In Numbers 5:11-31 (one of the more perplexing sections of the Bible) it is written that if a man, in a fit of jealousy suspects his wife of errant behavior, he may take her to the Temple and make her undergo the ordeal of the bitter waters, even though there are no witnesses to her act. As part of the ritual, she is to drink a potion made of water, earth from the Temple floor, and ink dissolved into the water from a parchment on which are written the curses of this very chapter. If she is innocent, the waters will not hurt her; if guilty, they will cause her serious physical harm.

This chapter of the Torah gives the reader pause for several reasons. First, the Torah is sanctioning trial by ordeal, albeit only here and only for this suspected transgression. Elsewhere, the Torah sets a protocol for justice: It is to be dispensed in the courtroom, by judges, and based on the testimony of witnesses. Here, since there are no witnesses, there is, theoretically, no basis for a trial. We should recognize that the ordeal described here, where there must be divine intervention in order for the benign potion to do damage, is an improvement over others of the Ancient Near East, where the accused was thrown into a river and if innocent was assumed to be able to find his way out. Still, the Torah deviates from its own protocol to order for the sotah (“wayward wife”) a trial by ordeal.

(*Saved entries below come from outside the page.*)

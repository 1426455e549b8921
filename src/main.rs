use std::process::ExitCode;

fn main() -> ExitCode {
    sheihu_launcher_lib::run()
}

Second, a man suspected by his wife of exactly the same kind of behavior cannot be taken to the Temple and subjected to the ordeal of the bitter waters. This asymmetry points to the underlying extreme patriarchy: She is his property, intended for his exclusive use, and must therefore conform to the behavioral standards he sets for her; he is not her property, and so she can make no demands of him.

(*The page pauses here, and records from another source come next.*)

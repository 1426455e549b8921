// ─── Version File ───
// Typed view of a version details document plus OS/feature rule evaluation.

use std::collections::HashMap;

use serde::Deserialize;

use crate::core::platform::Platform;

/// A version details document. Only the fields the launcher acts on are typed.
#[derive(Debug, Clone, Deserialize)]
#[serde(rename_all = "camelCase")]
pub struct VersionDetails {
    pub id: String,
    #[serde(rename = "type", default)]
    pub version_type: Option<String>,
    #[serde(default)]
    pub main_class: Option<String>,
    #[serde(default)]
    pub downloads: Option<VersionDownloads>,
    #[serde(default)]
    pub libraries: Vec<LibrarySpec>,
    #[serde(default)]
    pub asset_index: Option<AssetIndexRef>,
    /// Legacy name of the asset index (`"assets": "27"`).
    #[serde(default)]
    pub assets: Option<String>,
    #[serde(default)]
    pub arguments: Option<Arguments>,
    /// Pre-1.13 space separated game arguments.
    #[serde(default)]
    pub minecraft_arguments: Option<String>,
    #[serde(default)]
    pub java_version: Option<JavaVersionInfo>,
}

#[derive(Debug, Clone, Deserialize)]
#[serde(rename_all = "camelCase")]
pub struct JavaVersionInfo {
    pub major_version: u32,
}

#[derive(Debug, Clone, Deserialize)]
pub struct VersionDownloads {
    pub client: Option<DownloadArtifact>,
    #[serde(default)]
    pub server: Option<DownloadArtifact>,
}

/// A downloadable file. `path` is set for library artifacts only.
#[derive(Debug, Clone, Deserialize)]
pub struct DownloadArtifact {
    #[serde(default)]
    pub path: Option<String>,
    pub url: String,
    #[serde(default)]
    pub sha1: Option<String>,
    #[serde(default)]
    pub size: Option<u64>,
}

#[derive(Debug, Clone, Deserialize)]
#[serde(rename_all = "camelCase")]
pub struct AssetIndexRef {
    pub id: String,
    pub url: String,
    #[serde(default)]
    pub sha1: Option<String>,
    #[serde(default)]
    pub total_size: Option<u64>,
}

#[derive(Debug, Clone, Default, Deserialize)]
pub struct Arguments {
    #[serde(default)]
    pub game: Vec<Argument>,
    #[serde(default)]
    pub jvm: Vec<Argument>,
}

/// One entry of `arguments.game` / `arguments.jvm`.
#[derive(Debug, Clone, Deserialize)]
#[serde(untagged)]
pub enum Argument {
    Plain(String),
    Conditional {
        #[serde(default)]
        rules: Vec<Rule>,
        value: ArgumentValue,
    },
}

#[derive(Debug, Clone, Deserialize)]
#[serde(untagged)]
pub enum ArgumentValue {
    One(String),
    Many(Vec<String>),
}

// ─── Library Entry with Rules ───

#[derive(Debug, Clone, Deserialize)]
pub struct LibrarySpec {
    pub name: String,
    #[serde(default)]
    pub downloads: Option<LibraryDownloads>,
    #[serde(default)]
    pub rules: Option<Vec<Rule>>,
    /// OS name → classifier template, e.g. `"windows": "natives-windows-${arch}"`.
    #[serde(default)]
    pub natives: Option<HashMap<String, String>>,
}

#[derive(Debug, Clone, Deserialize)]
pub struct LibraryDownloads {
    #[serde(default)]
    pub artifact: Option<DownloadArtifact>,
    #[serde(default)]
    pub classifiers: Option<HashMap<String, DownloadArtifact>>,
}

// ─── Rule Evaluation ───

#[derive(Debug, Clone, Deserialize)]
pub struct Rule {
    pub action: RuleAction,
    #[serde(default)]
    pub os: Option<OsRule>,
    #[serde(default)]
    pub features: Option<HashMap<String, bool>>,
}

#[derive(Debug, Clone, Copy, Deserialize, PartialEq, Eq)]
#[serde(rename_all = "lowercase")]
pub enum RuleAction {
    Allow,
    Disallow,
}

#[derive(Debug, Clone, Deserialize)]
pub struct OsRule {
    #[serde(default)]
    pub name: Option<String>,
    #[serde(default)]
    pub arch: Option<String>,
}

/// Launcher features that argument rules can test (`has_custom_resolution`, ...).
pub type Features = HashMap<String, bool>;

/// Evaluate a rule list top to bottom.
///
/// - No rules → allowed.
/// - Otherwise start disallowed; every matching rule sets the state to its action.
/// - A rule matches when its OS constraint (if any) matches the platform and every
///   feature it names has the requested value.
pub fn rules_allow(rules: &[Rule], platform: &Platform, features: &Features) -> bool {
    if rules.is_empty() {
        return true;
    }

    let mut allowed = false;
    for rule in rules {
        if rule_matches(rule, platform, features) {
            allowed = rule.action == RuleAction::Allow;
        }
    }
    allowed
}

fn rule_matches(rule: &Rule, platform: &Platform, features: &Features) -> bool {
    if let Some(os) = &rule.os {
        if let Some(name) = &os.name {
            if name != platform.mojang_os() {
                return false;
            }
        }
        if let Some(arch) = &os.arch {
            if arch != platform.mojang_arch() {
                return false;
            }
        }
    }

    if let Some(required) = &rule.features {
        let all_match = required
            .iter()
            .all(|(name, wanted)| features.get(name).copied().unwrap_or(false) == *wanted);
        if !all_match {
            return false;
        }
    }

    true
}

impl LibrarySpec {
    pub fn is_allowed_on(&self, platform: &Platform) -> bool {
        match &self.rules {
            Some(rules) => rules_allow(rules, platform, &Features::new()),
            None => true,
        }
    }

    pub fn artifact(&self) -> Option<&DownloadArtifact> {
        self.downloads.as_ref()?.artifact.as_ref()
    }

    /// Classifier key of this library's native bundle for `platform`.
    ///
    /// `natives[os]` with `${arch}` substituted; without a template the key falls
    /// back to `natives-<os>`. `None` when the library declares no classifiers.
    pub fn native_classifier(&self, platform: &Platform) -> Option<String> {
        self.downloads.as_ref()?.classifiers.as_ref()?;

        let os = platform.mojang_os();
        let key = self
            .natives
            .as_ref()
            .and_then(|natives| natives.get(os))
            .map(|template| template.replace("${arch}", platform.arch_bits()))
            .unwrap_or_else(|| format!("natives-{os}"));
        Some(key)
    }

    /// The native artifact to download for `platform`, if the library ships one.
    pub fn native_artifact(&self, platform: &Platform) -> Option<&DownloadArtifact> {
        let key = self.native_classifier(platform)?;
        self.downloads.as_ref()?.classifiers.as_ref()?.get(&key)
    }
}

impl VersionDetails {
    pub fn client_download(&self) -> Option<&DownloadArtifact> {
        self.downloads.as_ref()?.client.as_ref()
    }

    /// Name of the asset index, from `assetIndex.id` or the legacy `assets` field.
    pub fn asset_index_name(&self) -> Option<&str> {
        self.asset_index
            .as_ref()
            .map(|ai| ai.id.as_str())
            .or(self.assets.as_deref())
    }

    pub fn required_java_major(&self) -> Option<u32> {
        self.java_version.as_ref().map(|j| j.major_version)
    }
}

Third, if the woman under suspicion was, in fact, unfaithful to her husband, she would be punished by the waters; but the man with whom she committed the act would go free. It does not seem right to us today that if the two of them committed exactly the same sin, that only one gets punished and the other does not.

Not only do we today find these to be serious inequities, but the rabbis of the Talmud did as well. If we examine closely their interpretation of the verses, as found in Tractate Sotah, we will see that they struggled with every one of these issues. Sometimes, what will appear to be expansions and clarifications of the Torah and nothing more are, in reality, rabbinic responses to complicated and troubling problems.

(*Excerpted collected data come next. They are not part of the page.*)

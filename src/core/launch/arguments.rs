use std::collections::HashMap;

use crate::core::platform::Platform;
use crate::core::version::{rules_allow, Argument, ArgumentValue, Features};

/// Values for `${name}` placeholders in argument templates.
#[derive(Debug, Clone, Default)]
pub struct Placeholders(HashMap<&'static str, String>);

impl Placeholders {
    pub fn new() -> Self {
        Self::default()
    }

    pub fn set(&mut self, key: &'static str, value: impl Into<String>) -> &mut Self {
        self.0.insert(key, value.into());
        self
    }

    pub fn get(&self, key: &str) -> Option<&str> {
        self.0.get(key).map(String::as_str)
    }

    fn apply(&self, template: &str) -> String {
        let mut out = template.to_string();
        for (key, value) in &self.0 {
            out = out.replace(&format!("${{{key}}}"), value);
        }
        out
    }
}

/// Flatten rule-gated argument entries for `platform` and `features`.
pub fn expand(arguments: &[Argument], platform: &Platform, features: &Features) -> Vec<String> {
    let mut out = Vec::new();
    for argument in arguments {
        match argument {
            Argument::Plain(value) => out.push(value.clone()),
            Argument::Conditional { rules, value } => {
                if !rules_allow(rules, platform, features) {
                    continue;
                }
                match value {
                    ArgumentValue::One(v) => out.push(v.clone()),
                    ArgumentValue::Many(vs) => out.extend(vs.iter().cloned()),
                }
            }
        }
    }
    out
}

/// Substitute placeholders. An argument still holding an unknown `${...}` is
/// dropped, together with the flag right before it.
pub fn substitute(templates: &[String], placeholders: &Placeholders) -> Vec<String> {
    let mut resolved = Vec::with_capacity(templates.len());
    for template in templates {
        let value = placeholders.apply(template);
        if value.contains("${") {
            drop_dangling_option(&mut resolved);
            continue;
        }
        resolved.push(value);
    }
    resolved
}

fn drop_dangling_option(args: &mut Vec<String>) {
    if args.last().is_some_and(|last| last.starts_with('-')) {
        let _ = args.pop();
    }
}

/// Remove `--width`/`--height` pairs whose value is not a number.
pub fn sanitize_window_args(args: Vec<String>) -> Vec<String> {
    let mut sanitized = Vec::with_capacity(args.len());
    let mut i = 0;

    while i < args.len() {
        let arg = &args[i];
        if arg == "--width" || arg == "--height" {
            match args.get(i + 1) {
                Some(value) if value.parse::<u32>().is_ok() => {
                    sanitized.push(arg.clone());
                    sanitized.push(value.clone());
                    i += 2;
                }
                _ => i += 1,
            }
            continue;
        }

        sanitized.push(arg.clone());
        i += 1;
    }

    sanitized
}

pub fn contains_flag(args: &[String], flag: &str) -> bool {
    args.iter().any(|arg| arg == flag)
}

Of the nine chapters of Tractate Sotah, only the first six address the topic of the sotah. The tractate opens with several statements about warning and seclusion, topics that have no obvious biblical referent.

If a man issues a warning to his wife [], R. Eliezer says: He must do so in the presence of two witnesses. [Should she violate the terms of the warning and seclude herself with the forbidden man], her husband can subject her to the ordeal of the bitter waters on the basis of the testimony of one witness or even his own testimony.
R. Joshua says: He must warn her in the presence of two and can subject her to the ordeal only on the basis of two [witnesses to the seclusion]. (M Sotah 1:1)

How does he warn her? If he says to her, in the presence of two [witnesses], do not speak with that man, and she spoke with him, she is still permitted to her husband [lit., her house]...
If she secluded herself with him [], and remained there long enough to have defiled herself, she is forbidden to her husband.... (1:2)

These opening paragraphs, although they appear matter-of-fact, are in many ways astonishing. First, the rabbis interpret the Hebrew root [K-N-A] to mean “warn,” even though in the Torah in general and in this chapter in particular this verb means to “suffer a fit a jealousy, to be wrought up over.” Second, the rabbis interpret [S-T-R] to mean “closeting” herself with the specified man, not “hidden” which is what the root means in the Bible – in the sense that her sexual improprieties did not become known.

Why did the rabbis retain these biblical roots, yet stray so radically from their accepted definitions? I think they are deliberately and consciously preserving the sacred text but, at the same time, infusing it with new meaning. Upset that this section deviates from the standard procedures of justice, they attempt to make it conform: They say that the only circumstance in which a husband has the right to force his wife to submit to the ordeal is if he had warned her in advance (in the presence of two witnesses) not to have any contact with a particular man, and then two witnesses, or only one witness, or only the husband himself saw her closet herself with that man long enough to have had sexual relations with him.[*]

Since witnessing the seclusion is not tantamount to witnessing the sexual act itself (in which case one must testify that he saw “the painting stick inserted into the tube” [Makkot 7a]), such testimony could not normally stand up in a court of law, but here it does raise serious doubts about the behavior of the woman in question. According to these rabbinic rules, only those women who aroused their husband’s suspicion, were publicly warned by him, and then deliberately violated his word in the presence of others could be dragged by him to the Temple for the ordeal. This series of events is a far cry from the Torah’s mere “fit of jealousy.” The intention of the rabbis was to sanction administering the bitter waters only to women who were highly likely to be guilty of what their husbands suspected them of. Most fits of jealousy could not lead to further action on the part of the husband, however, for they involved neither prior warning nor seclusion in the presence of witnesses.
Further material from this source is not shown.